2001 brought the Glencairn shape into being: As sipdark explains, the glass was developed by the Glencairn Crystal company and inspired by traditional nosing copitas, which have long been used in whiskey labs throughout Scotland. The shape of the glass allows the drinker to experience the full flavor profile by letting only the harsh alcoholic vapors escape.

Are classics classics for a reason? Newer kids on the block such as The Diamond Glass from Dragon Glassware and NEAT, the Ultimate Spirits Glass aim to take notice among a newer generation of drinkers. Using Black Butte Whiskey as my control among these vessels, I set out to sip.

Diamond Glass and Neat (image via Carin Moonin/The Whiskey Wash)

Glass Review: The NEAT Ultimate Spirits Glass

NEAT stands for Naturally Engineered Aroma Technology (NEAT), so already it’s gimmicky. It prides itself on several main differentiators in how you drink when you drink with NEAT. The glass has a large surface area, providing more areas to appreciate (what I say to myself after too much holiday indulgence and too little exercise). Its curved sides allow the drinker to appreciate the swirl (again, same post-holiday principle), and its wide rim allows the harshness of alcohol smells to dissipate and prevent nose-burn.

ScotchNoob describes the presumed science behind it in detail, but I’ll summarize: The short roundedness of the NEAT glass lets all the bad out and keeps all the good in.

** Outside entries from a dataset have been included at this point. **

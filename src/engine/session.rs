//! Per-trainee session state.
//!
//! A [`Session`] owns the generated sequence, the delivered prefix, and the
//! graded responses. All mutation happens under the store's per-session
//! lock; the helpers here keep the prefix/cursor invariants in one place.

use chrono::{DateTime, Utc};
use serde::{Deserialize, Serialize};
use tokio::time::Instant;

use crate::engine::event::SecurityEvent;

// ============================================================================
// Status
// ============================================================================

/// Lifecycle state. "Active" means "present in the store": a session whose
/// sequence has fully delivered stays active until removed or reaped.
#[derive(Debug, Clone, Copy, PartialEq, Eq, Serialize, Deserialize)]
#[serde(rename_all = "lowercase")]
pub enum SessionStatus {
    /// In the store; delivery may be running or already complete.
    Active,
    /// Removed or reaped; no further mutation permitted.
    Terminated,
}

impl SessionStatus {
    #[must_use]
    pub const fn is_active(self) -> bool {
        matches!(self, Self::Active)
    }
}

// ============================================================================
// Graded Response
// ============================================================================

/// One graded triage submission, appended per attempt.
#[derive(Debug, Clone, PartialEq, Serialize, Deserialize)]
pub struct Response {
    /// Delivered event the trainee responded to.
    pub event_id: String,
    /// Action the trainee chose (free-form string).
    pub action: String,
    /// Whether the trainee flagged the event as suspicious.
    pub marked_suspicious: bool,
    /// Submission time.
    pub timestamp: DateTime<Utc>,
    /// Suspicion call matched ground truth.
    pub correct_suspicion: bool,
    /// Action matched the response policy for the event.
    pub correct_action: bool,
    /// 25 points per correct dimension.
    pub score: u32,
    /// A response for this event id was already on record.
    pub duplicate: bool,
}

// ============================================================================
// Session
// ============================================================================

/// All state for one scenario run.
///
/// Invariants, maintained by the methods below:
/// - `delivered` is a prefix of `sequence` (ids, order, and stamped
///   timestamps agree);
/// - `next_index == delivered.len()`.
#[derive(Debug)]
pub struct Session {
    /// Caller-supplied opaque key.
    pub session_id: String,
    /// Recorded verbatim; never interpreted by the engine.
    pub scenario_id: String,
    /// Full generated sequence. Immutable except for delivery timestamps.
    pub sequence: Vec<SecurityEvent>,
    /// Released prefix, in delivery order.
    pub delivered: Vec<SecurityEvent>,
    /// Delivery cursor.
    pub next_index: usize,
    /// Graded responses, append-only, duplicates preserved.
    pub responses: Vec<Response>,
    /// Lifecycle state.
    pub status: SessionStatus,
    /// Creation time.
    pub created_at: DateTime<Utc>,
    /// Wall-clock time of the most recent delivery.
    pub last_event_time: Option<DateTime<Utc>>,
    /// Monotonic instant of last activity, read by the TTL reaper.
    pub touched_at: Instant,
}

impl Session {
    /// Create a fresh session around a generated sequence.
    #[must_use]
    pub fn new(session_id: &str, scenario_id: &str, sequence: Vec<SecurityEvent>) -> Self {
        Self {
            session_id: session_id.to_owned(),
            scenario_id: scenario_id.to_owned(),
            sequence,
            delivered: Vec::new(),
            next_index: 0,
            responses: Vec::new(),
            status: SessionStatus::Active,
            created_at: Utc::now(),
            last_event_time: None,
            touched_at: Instant::now(),
        }
    }

    /// True once every sequenced event has been delivered.
    #[must_use]
    pub fn is_exhausted(&self) -> bool {
        self.next_index >= self.sequence.len()
    }

    /// Release the next event: stamp its delivery time, append it to the
    /// delivered prefix, and advance the cursor. Returns the released event,
    /// or `None` when the sequence is exhausted.
    pub fn deliver_next(&mut self, now: DateTime<Utc>) -> Option<&SecurityEvent> {
        let event = self.sequence.get_mut(self.next_index)?;
        event.timestamp = Some(now);
        let released = event.clone();
        self.delivered.push(released);
        self.next_index += 1;
        self.last_event_time = Some(now);
        self.touched_at = Instant::now();
        self.delivered.last()
    }

    /// Look up an event among the DELIVERED prefix only. Events still
    /// waiting in the sequence are invisible to trainees.
    #[must_use]
    pub fn find_delivered(&self, event_id: &str) -> Option<&SecurityEvent> {
        self.delivered.iter().find(|e| e.id == event_id)
    }

    /// True when a response for this event id is already on record.
    #[must_use]
    pub fn has_response_for(&self, event_id: &str) -> bool {
        self.responses.iter().any(|r| r.event_id == event_id)
    }

    /// Append a graded response and bump the activity clock.
    pub fn push_response(&mut self, response: Response) {
        self.responses.push(response);
        self.touched_at = Instant::now();
    }

    /// Duration since the last delivery or response.
    #[must_use]
    pub fn idle_for(&self) -> std::time::Duration {
        self.touched_at.elapsed()
    }

    /// Flip to terminated. Called by the store on removal and reaping.
    pub const fn terminate(&mut self) {
        self.status = SessionStatus::Terminated;
    }
}

// ============================================================================
// Tests
// ============================================================================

When I take a glass from the box and palm it, it looks like I’m about to drink from a vase. Like a tiny vase mated with a small Venus of Willendorf statue. The large curve or lip of the glass looks like something I’m going to bang my teeth against. This seems counter-intuitive to sipping, no? Yes, indeed! Drinking from the NEAT glass made me sort of curl my lip back and shove my teeth forward into a kind of sneering bunny facial position.

Maybe the width does encourage burn dissipation, but I’ll tell you what: You will not look even remotely sexy drinking from this glass. 

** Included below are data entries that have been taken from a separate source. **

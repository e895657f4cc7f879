//! Session performance summary.
//!
//! Recomputed live from session state on every call; nothing is cached.
//! Accuracy denominators count every recorded response, duplicates
//! included, so re-submissions dilute rather than overwrite.

use serde::{Deserialize, Serialize};

use crate::engine::evaluator::POINTS_PER_DIMENSION;
use crate::engine::session::Session;

/// Maximum score a single response can earn.
const MAX_SCORE_PER_RESPONSE: u32 = 2 * POINTS_PER_DIMENSION;

/// Snapshot of trainee performance for one session.
#[derive(Debug, Clone, PartialEq, Serialize, Deserialize)]
pub struct SessionSummary {
    /// Session key.
    pub session_id: String,
    /// Display name of the scenario.
    pub scenario_name: String,
    /// Full sequence length.
    pub total_events: usize,
    /// Attack events among those DELIVERED so far.
    pub total_suspicious_events: usize,
    /// Recorded responses (duplicates each count).
    pub events_responded_to: usize,
    /// Responses with a correct suspicion call.
    pub correct_suspicions: usize,
    /// Responses with an acceptable action.
    pub correct_actions: usize,
    /// Sum of awarded scores.
    pub total_score: u32,
    /// `events_responded_to * 50`.
    pub max_possible_score: u32,
    /// Percentage of correct suspicion calls; 0 with no responses.
    pub suspicion_accuracy: f64,
    /// Percentage of acceptable actions; 0 with no responses.
    pub action_accuracy: f64,
}

/// Compute the summary for a session.
#[must_use]
#[allow(clippy::cast_precision_loss)]
pub fn summarize(session: &Session, scenario_name: &str) -> SessionSummary {
    let responded = session.responses.len();
    let correct_suspicions = session
        .responses
        .iter()
        .filter(|r| r.correct_suspicion)
        .count();
    let correct_actions = session
        .responses
        .iter()
        .filter(|r| r.correct_action)
        .count();
    let total_score: u32 = session.responses.iter().map(|r| r.score).sum();

    let accuracy = |correct: usize| {
        if responded == 0 {
            0.0
        } else {
            correct as f64 / responded as f64 * 100.0
        }
    };

    SessionSummary {
        session_id: session.session_id.clone(),
        scenario_name: scenario_name.to_owned(),
        total_events: session.sequence.len(),
        total_suspicious_events: session.delivered.iter().filter(|e| e.suspicious).count(),
        events_responded_to: responded,
        correct_suspicions,
        correct_actions,
        total_score,
        max_possible_score: responded as u32 * MAX_SCORE_PER_RESPONSE,
        suspicion_accuracy: accuracy(correct_suspicions),
        action_accuracy: accuracy(correct_actions),
    }
}

// ============================================================================
// Tests
// ============================================================================
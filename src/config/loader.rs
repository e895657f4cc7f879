//! Configuration loading pipeline: read, parse, validate.
//!
//! The config file is optional; without one the defaults (including any
//! `SIEMULATE_*` environment overrides baked into them) are used as-is.

use std::path::Path;

use tracing::debug;

use crate::config::schema::SiemulateConfig;
use crate::error::ConfigError;

/// Load and validate configuration, from a file when one is given.
///
/// # Errors
///
/// Returns [`ConfigError::MissingFile`] when the path cannot be read,
/// [`ConfigError::ParseError`] for malformed YAML, and
/// [`ConfigError::InvalidValue`] when validation fails.
pub fn load(path: Option<&Path>) -> Result<SiemulateConfig, ConfigError> {
    let config = match path {
        Some(path) => {
            debug!(path = %path.display(), "loading configuration file");
            from_file(path)?
        }
        None => SiemulateConfig::default(),
    };
    config.validate()?;
    Ok(config)
}

fn from_file(path: &Path) -> Result<SiemulateConfig, ConfigError> {
    let raw = std::fs::read_to_string(path).map_err(|_| ConfigError::MissingFile {
        path: path.to_path_buf(),
    })?;

    // Handle UTF-8 BOM
    let raw = raw.strip_prefix('\u{feff}').unwrap_or(&raw);

    if raw.trim().is_empty() {
        return Err(ConfigError::ParseError {
            path: path.to_path_buf(),
            message: "configuration file is empty".to_string(),
        });
    }

    serde_yaml::from_str(raw).map_err(|e| ConfigError::ParseError {
        path: path.to_path_buf(),
        message: e.to_string(),
    })
}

Buy The NEAT Ultimate Spirits Glass On Amazon

Glass Review: The Diamond Glass from Dragon Glassware

 Dragon Glassware is a designer glassware company out of Northern California which makes home accessories including beer steins, coffee mugs, whiskey stones, and soup bowls. The diamond serves as inspiration for the drinker to watch their drink aerate as they swirl it around the glass (like…you would with any other glass?). Diamond’s schtick is that the glass sits at a 50-degree angle to be spill-proof: less tumble in your tumbler.

The diamond is of course also known for its durability: All Dragon’s glassware is made using what the company refers to as DragonGlass,  a type of borosilicate glass they claim is the strongest glass on the market. It’s heat- resistant, insulates hot and cold drinks, and is dishwasher safe.

In hand, this glass is very thick. It doesn’t have the delicacy I expect in drinking glasses. Unlike the slimness of the classic Glencairn I normally drink out of and the swirl of the NEAT, this seems clunky in comparison. With the design being that it’s unspillable because it’s already on its side, I see that as more novelty than function.

It feels a little like those thick plastic glasses you bring out to the hot tub, even though this is glass. It might be durable but it feels cheap. You can purse your lips drinking from it, so you don’t look quite so boorish as you do with the NEAT glass, though.

We previously reviewed Dragon Glassware’s whiskey decanter set. I feel like this, along with the decanter, wants to be the heights of class to which soap operas aspire, but the feel of it is more like props for a high school production of Anything Goes. I don’t want to put anything on its side other than myself after a few whiskies.